Charge Four alleged that the respondent knowingly submitted false and erroneous information to the Grievance Committee during the course of an investigation, in violation of Code of Professional Responsibility DR 1-102(A)(4), (5), and (8), now (7) ( 22 NYCRR 1200.3 [a][4], [5], former [8], now [7]).
By letter dated December 16, 19 94, the respondent submitted an answer to the complaint of Jerold Shapiro. That letter falsely stated that Sanford Rozales, the complainant's nephew, was a disbarred attorney.
On the Attorney Information Form submitted to the Grievance Committee, the respondent falsely stated that he had never previously been the subject of a complaint which resulted in the imposition of a sanction. In fact, the respondent had previously been issued three separate Admonitions by the First Department's Departmental Disciplinary Committee.
Based on the evidence adduced and the respondent's admissions, the Special Referee properly sustained Charges One, Three, and Four and the Grievance Committee's motion to confirm is granted.
In determining an appropriate measure of discipline to impose, we have considered our previous finding of mental incapacity and the respondent's subsequent efforts to rehabilitate himself.
Other than the psychiatric reports prepared by the court-designated medical experts, the respondent offered no medical evidence in support of his claim for mitigation.
Notwithstanding the respondent's attempts to attribute his misconduct to the stress he was under at the time, he was the recipient of two Admonitions from the Appellate Division, First Department, both dated April 9, 1991, as well as one dated September 18, 1990. Those Admonitions were predicated upon excessive fees charged by the respondent in bail reduction negotiations, threats made by the respondent to initiate corruption investigations of various Judges and attorneys, and threats to report his clients to the Immigration and Naturalization Service for deportation.
Under the totality of circumstances, the respondent is disbarred for his professional misconduct.
MANGANO, P.J., BRACKEN, S. MILLER, RITTER and SULLIVAN, JJ., concur.

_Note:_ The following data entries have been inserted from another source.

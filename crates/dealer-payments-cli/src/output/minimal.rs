use serde_json::Value;

/// Fields tried in order for the single-value output.
const PRIORITY_KEYS: [&str; 5] = ["payment", "average_payment", "rate", "apr", "money_factor"];

/// Print only the headline number of a result: the monthly payment for a
/// quote, the average for a batch, the APR for a rate lookup.
pub fn print_minimal(value: &Value) {
    let result = value
        .as_object()
        .and_then(|m| m.get("result"))
        .unwrap_or(value);

    if let Value::Object(map) = result {
        let headline = PRIORITY_KEYS
            .iter()
            .find_map(|key| map.get(*key).filter(|v| !v.is_null()));
        if let Some(val) = headline {
            println!("{}", format_minimal(val));
            return;
        }
        if let Some((key, val)) = map.iter().next() {
            println!("{}: {}", key, format_minimal(val));
            return;
        }
    }

    println!("{}", format_minimal(result));
}

fn format_minimal(value: &Value) -> String {
    match value {
        Value::String(s) => s.clone(),
        Value::Number(n) => n.to_string(),
        Value::Bool(b) => b.to_string(),
        Value::Null => "null".to_string(),
        _ => serde_json::to_string(value).unwrap_or_default(),
    }
}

ORDERED that the petitioner's motion to confirm the Special Referee's report is granted; and it is further,
ORDERED that pursuant to Judiciary Law § 90, effective immediately, the respondent, Sergio Linietsky, is disbarred and his name is stricken from the roll of attorneys and counselors-at-law; and it is further,
ORDERED that the respondent shall comply with this court's rules governing the conduct of disbarred, suspended, and resigned attorneys ( 22 NYCRR 691.10); and it is further,
ORDERED that pursuant to Judiciary Law § 90, effective immediately, Sergio Linietsky is commanded to desist and refrain from (1) practicing law in any form, either as principal or as agent, clerk, or employee of another, (2) appearing as an attorney or counselor-at-law before any court, Judge, Justice, board, commission, or other public authority, (3) giving to another an opinion as to the law or its application or any advice in relation thereto, and (4) holding himself out in any way as an attorney and counselor-at-law.